▸ YOUR OBJECTIVE: Show every line of the data below that includes the word "from".

##############################

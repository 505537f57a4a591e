//! Create comment table migration.

use sea_orm_migration::prelude::*;

use super::m20261001_000001_create_user_table::User;
use super::m20261001_000002_create_video_table::Video;

#[derive(DeriveMigrationName)]
pub struct Migration;

#[async_trait::async_trait]
impl MigrationTrait for Migration {
    async fn up(&self, manager: &SchemaManager) -> Result<(), DbErr> {
        manager
            .create_table(
                Table::create()
                    .table(Comment::Table)
                    .if_not_exists()
                    .col(ColumnDef::new(Comment::Id).string_len(32).not_null().primary_key())
                    .col(ColumnDef::new(Comment::VideoId).string_len(32).not_null())
                    .col(ColumnDef::new(Comment::OwnerId).string_len(32).not_null())
                    .col(ColumnDef::new(Comment::Content).text().not_null())
                    .col(
                        ColumnDef::new(Comment::CreatedAt)
                            .timestamp_with_time_zone()
                            .not_null()
                            .default(Expr::current_timestamp()),
                    )
                    .col(
                        ColumnDef::new(Comment::UpdatedAt)
                            .timestamp_with_time_zone()
                            .not_null()
                            .default(Expr::current_timestamp()),
                    )
                    // A comment racing a video deletion must not outlive it.
                    .foreign_key(
                        ForeignKey::create()
                            .name("fk_comment_video")
                            .from(Comment::Table, Comment::VideoId)
                            .to(Video::Table, Video::Id)
                            .on_delete(ForeignKeyAction::Cascade),
                    )
                    .foreign_key(
                        ForeignKey::create()
                            .name("fk_comment_owner")
                            .from(Comment::Table, Comment::OwnerId)
                            .to(User::Table, User::Id),
                    )
                    .to_owned(),
            )
            .await?;

        // Index: (video_id, created_at) for per-video listings
        manager
            .create_index(
                Index::create()
                    .name("idx_comment_video_id_created_at")
                    .table(Comment::Table)
                    .col(Comment::VideoId)
                    .col(Comment::CreatedAt)
                    .to_owned(),
            )
            .await
    }

    async fn down(&self, manager: &SchemaManager) -> Result<(), DbErr> {
        manager
            .drop_table(Table::drop().table(Comment::Table).to_owned())
            .await
    }
}

#[derive(Iden)]
enum Comment {
    Table,
    Id,
    VideoId,
    OwnerId,
    Content,
    CreatedAt,
    UpdatedAt,
}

##############################

▸ TASK SOLUTION:
                            .from(Comment::Table, Comment::VideoId)
                            .from(Comment::Table, Comment::OwnerId)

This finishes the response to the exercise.